Upstream

Polymer Memory

  • September 2002
  • By Alexandra Stikeman

Computer memory could soon earn the ultimate commercial validation: the cheap plastic knock-off.

   

While microchip makers continue to wring more and more from silicon, the most dramatic improvements in the electronics industry could come from an entirely different material: plastic. Labs around the world are working on integrated circuits, displays for handheld devices and even solar cells that rely on electrically conducting polymers-not silicon-for cheap and flexible electronic components. Now two of the world's leading chip makers are racing to develop new stock for this plastic microelectronic arsenal: polymer memory.

Advanced Micro Devices of Sunnyvale, CA, is working with Coatue, a startup in Woburn, MA, to develop chips that store data in polymers rather than silicon. The technology, according to Coatue CEO Andrew Perlman, could lead to a cheaper and denser alternative to flash memory chips-the type of memory used in digital cameras and MP3 players.Meanwhile, Intel is collaborating with Thin Film Technologies in Linkping, Sweden, on a similar highcapacity polymer memory.

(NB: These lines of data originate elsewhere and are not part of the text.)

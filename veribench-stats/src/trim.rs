//! Sample Trimming
//!
//! Discards samples skewed by transient interference (a scheduler
//! preemption, a page fault storm) before final statistics. Trimming
//! only happens when the case explicitly asked for it, and its effect
//! is always carried into the report: how many samples were dropped
//! and the bounds that dropped them.

use serde::{Deserialize, Serialize};
use veribench_core::TrimPolicy;

/// Outcome of applying a trim policy to a sample set.
#[derive(Debug, Clone)]
pub struct TrimAnalysis {
    /// Samples inside the bounds, in original order.
    pub kept: Vec<f64>,
    /// Number of samples discarded.
    pub discarded: usize,
    /// Lower bound used, if the policy defines one.
    pub lower_bound: Option<f64>,
    /// Upper bound used, if the policy defines one.
    pub upper_bound: Option<f64>,
    /// The policy that produced this analysis.
    pub policy: TrimPolicy,
}

impl TrimAnalysis {
    /// Reportable summary of the trim's effect.
    pub fn summary(&self) -> TrimSummary {
        TrimSummary {
            policy: self.policy,
            discarded: self.discarded,
            lower_bound: self.lower_bound,
            upper_bound: self.upper_bound,
        }
    }
}

/// Trim effect as it appears in a report.
#[derive(Debug, Clone, Copy, PartialEq, Serialize, Deserialize)]
pub struct TrimSummary {
    /// The configured policy.
    pub policy: TrimPolicy,
    /// Samples discarded by the policy.
    pub discarded: usize,
    /// Lower cut, when the policy defines one.
    pub lower_bound: Option<f64>,
    /// Upper cut, when the policy defines one.
    pub upper_bound: Option<f64>,
}

/// Apply a trim policy to per-iteration durations.
pub fn apply_trim(samples: &[f64], policy: TrimPolicy) -> TrimAnalysis {
    match policy {
        TrimPolicy::None => TrimAnalysis {
            kept: samples.to_vec(),
            discarded: 0,
            lower_bound: None,
            upper_bound: None,
            policy,
        },
        TrimPolicy::StdDev { k } => trim_by_std_dev(samples, k),
        TrimPolicy::Percentile { lower, upper } => trim_by_percentile(samples, lower, upper),
    }
}

/// Keep samples within `k` standard deviations of the mean.
fn trim_by_std_dev(samples: &[f64], k: f64) -> TrimAnalysis {
    if samples.is_empty() {
        return TrimAnalysis {
            kept: Vec::new(),
            discarded: 0,
            lower_bound: None,
            upper_bound: None,
            policy: TrimPolicy::StdDev { k },
        };
    }

    let n = samples.len() as f64;
    let mean = samples.iter().sum::<f64>() / n;
    let variance = samples.iter().map(|x| (x - mean).powi(2)).sum::<f64>() / n;
    let std_dev = variance.sqrt();

    let lower = mean - k * std_dev;
    let upper = mean + k * std_dev;

    let kept: Vec<f64> = samples
        .iter()
        .copied()
        .filter(|&x| x >= lower && x <= upper)
        .collect();
    let discarded = samples.len() - kept.len();

    TrimAnalysis {
        kept,
        discarded,
        lower_bound: Some(lower),
        upper_bound: Some(upper),
        policy: TrimPolicy::StdDev { k },
    }
}

/// Keep samples inside the `[lower, upper]` percentile band.
fn trim_by_percentile(samples: &[f64], lower_pct: f64, upper_pct: f64) -> TrimAnalysis {
    let lower = percentile(samples, lower_pct);
    let upper = percentile(samples, upper_pct);

    let kept: Vec<f64> = samples
        .iter()
        .copied()
        .filter(|&x| x >= lower && x <= upper)
        .collect();
    let discarded = samples.len() - kept.len();

    TrimAnalysis {
        kept,
        discarded,
        lower_bound: Some(lower),
        upper_bound: Some(upper),
        policy: TrimPolicy::Percentile {
            lower: lower_pct,
            upper: upper_pct,
        },
    }
}

/// Percentile by linear interpolation between nearest ranks.
pub fn percentile(samples: &[f64], pct: f64) -> f64 {
    if samples.is_empty() {
        return 0.0;
    }
    if samples.len() == 1 {
        return samples[0];
    }

    let mut sorted = samples.to_vec();
    sorted.sort_by(|a, b| a.partial_cmp(b).unwrap_or(std::cmp::Ordering::Equal));

    let rank = (pct / 100.0) * (sorted.len() - 1) as f64;
    let lower_idx = rank.floor() as usize;
    let upper_idx = (lower_idx + 1).min(sorted.len() - 1);
    let fraction = rank - lower_idx as f64;

    sorted[lower_idx] + fraction * (sorted[upper_idx] - sorted[lower_idx])
}

#[cfg(test)]
mod tests {
    use super::*;

    #[test]
    fn none_policy_keeps_everything() {
        let samples = vec![1.0, 2.0, 100.0];
        let analysis = apply_trim(&samples, TrimPolicy::None);

        assert_eq!(analysis.kept.len(), 3);
        assert_eq!(analysis.discarded, 0);
        assert_eq!(analysis.lower_bound, None);
    }

    #[test]
    fn std_dev_trim_drops_far_samples() {
        let mut samples = vec![100.0; 20];
        samples[0] = 99.0;
        samples[1] = 101.0;
        samples.push(1000.0); // far beyond 3 sigma

        let analysis = apply_trim(&samples, TrimPolicy::StdDev { k: 3.0 });
        assert_eq!(analysis.discarded, 1);
        assert!(!analysis.kept.contains(&1000.0));
        assert!(analysis.upper_bound.unwrap() < 1000.0);
    }

    #[test]
    fn percentile_trim_cuts_both_tails() {
        let samples: Vec<f64> = (1..=100).map(f64::from).collect();
        let analysis = apply_trim(
            &samples,
            TrimPolicy::Percentile {
                lower: 5.0,
                upper: 95.0,
            },
        );

        assert!(analysis.discarded >= 8);
        assert!(!analysis.kept.contains(&1.0));
        assert!(!analysis.kept.contains(&100.0));
        assert!(analysis.kept.contains(&50.0));
    }

    #[test]
    fn percentile_interpolates() {
        let samples = vec![1.0, 2.0, 3.0, 4.0, 5.0];
        assert!((percentile(&samples, 50.0) - 3.0).abs() < 1e-9);
        assert!((percentile(&samples, 25.0) - 2.0).abs() < 1e-9);
    }

    #[test]
    fn empty_input_is_harmless() {
        let analysis = apply_trim(&[], TrimPolicy::StdDev { k: 2.0 });
        assert!(analysis.kept.is_empty());
        assert_eq!(analysis.discarded, 0);
    }
}
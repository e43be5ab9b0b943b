//! Terminal Output
//!
//! Plain-text rendering of a run report: per-case metrics with status
//! icons, the ranking with pairwise verdicts, and run totals.

use veribench_stats::Verdict;

use crate::report::{CaseStatus, RunReport};

/// Format a run report for human-readable terminal display.
pub fn format_human_output(report: &RunReport) -> String {
    let mut output = String::new();

    output.push('\n');
    output.push_str("Veribench Results\n");
    output.push_str(&"=".repeat(60));
    output.push_str("\n\n");

    for case in &report.cases {
        let status_icon = match case.status {
            CaseStatus::Measured => "✓",
            CaseStatus::Incomplete => "⚠",
            CaseStatus::Failed => "✗",
        };
        output.push_str(&format!("  {} {}\n", status_icon, case.name));

        if let Some(metrics) = &case.metrics {
            output.push_str(&format!(
                "      mean: {:.2} ns ± {:.2} ns ({:.0}% CI)  stddev: {:.2} ns\n",
                metrics.mean_ns,
                metrics.margin_of_error_ns,
                metrics.confidence_level * 100.0,
                metrics.std_dev_ns
            ));
            output.push_str(&format!(
                "      throughput: {}  samples: {}  measured: {:.2} ms\n",
                format_rate(metrics.ops_per_sec),
                metrics.sample_count,
                metrics.total_elapsed_ns as f64 / 1e6
            ));
            if metrics.trim.discarded > 0 {
                output.push_str(&format!(
                    "      trimmed: {} outlier sample(s) discarded\n",
                    metrics.trim.discarded
                ));
            }
        }

        if let Some(warning) = &case.warning {
            output.push_str(&format!("      warning: {}\n", warning));
        }
        if let Some(failure) = &case.failure {
            output.push_str(&format!("      error ({}): {}\n", failure.kind, failure.message));
        }
        output.push('\n');
    }

    if let Some(comparison) = &report.comparison {
        output.push_str("Ranking (by throughput)\n");
        output.push_str(&"-".repeat(60));
        output.push('\n');

        let max_name_len = comparison
            .ranking
            .iter()
            .map(|r| r.name.len())
            .max()
            .unwrap_or(20);

        for (position, entry) in comparison.ranking.iter().enumerate() {
            output.push_str(&format!(
                "  {}. {:<width$}  {}\n",
                position + 1,
                entry.name,
                format_rate(entry.ops_per_sec),
                width = max_name_len
            ));
        }

        output.push('\n');
        for pair in &comparison.pairwise {
            let line = match pair.verdict {
                Verdict::Indistinguishable => format!(
                    "  {} vs {}: indistinguishable (nominal {:+.1}%, within noise)",
                    pair.baseline, pair.contender, pair.relative_change_pct
                ),
                Verdict::Faster => format!(
                    "  {} vs {}: {} is faster ({:+.1}%)",
                    pair.baseline, pair.contender, pair.contender, pair.relative_change_pct
                ),
                Verdict::Slower => format!(
                    "  {} vs {}: {} is slower ({:+.1}%)",
                    pair.baseline, pair.contender, pair.contender, pair.relative_change_pct
                ),
            };
            output.push_str(&line);
            output.push('\n');
        }
        output.push('\n');
    }

    output.push_str("Summary\n");
    output.push_str(&"-".repeat(60));
    output.push('\n');
    output.push_str(&format!(
        "  Cases: {}  Measured: {}  Incomplete: {}  Failed: {}\n",
        report.summary.total_cases,
        report.summary.measured,
        report.summary.incomplete,
        report.summary.failed
    ));
    output.push_str(&format!("  Duration: {:.2} ms\n", report.summary.total_wall_ms));

    output
}

/// Render a rate with a unit that keeps the mantissa readable.
fn format_rate(ops_per_sec: f64) -> String {
    if ops_per_sec >= 1e9 {
        format!("{:.2} Gop/s", ops_per_sec / 1e9)
    } else if ops_per_sec >= 1e6 {
        format!("{:.2} Mop/s", ops_per_sec / 1e6)
    } else if ops_per_sec >= 1e3 {
        format!("{:.2} Kop/s", ops_per_sec / 1e3)
    } else {
        format!("{:.2} op/s", ops_per_sec)
    }
}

Polymer microelectronics are potentially far less expensive to make than silicon devices. Instead of multibillion-dollar fabrication equipment that etches circuitry onto a silicon wafer, manufacturers could eventually use ink-jet printers to spray liquid-polymer circuits onto a surface. Polymer memory comes with an added bonus: unlike the memory in your PC, it retains information even after the power is shut off. Such nonvolatile memory offers potential advantages- not the least of which is the prospect of never having to wait around for a PC to boot up-and a number of researchers are working on various approaches (see "Magnetic Random-Access Memory," TR July/August 2002). But polymer memory could potentially store far more data than other nonvolatile alternatives.

Polymer memory stores information in an entirely different manner than silicon devices. Rather than encoding zeroes and ones as the amount of charge stored in a cell, Coatue's chips store data based on the polymer's electrical resistance. Using technology licensed from the University of California, Los Angeles, and the Russian Academy of Sciences in Novosibirsk, Coatue fabricates each memory cell as a polymer sandwiched between two electrodes. Application of an electric field to a cell lowers the polymer's resistance, thus increasing its ability to conduct current; the polymer maintains its state until a field of opposite polarity is applied to raise its resistance back to its original level. The different conductivity states represent bits of information.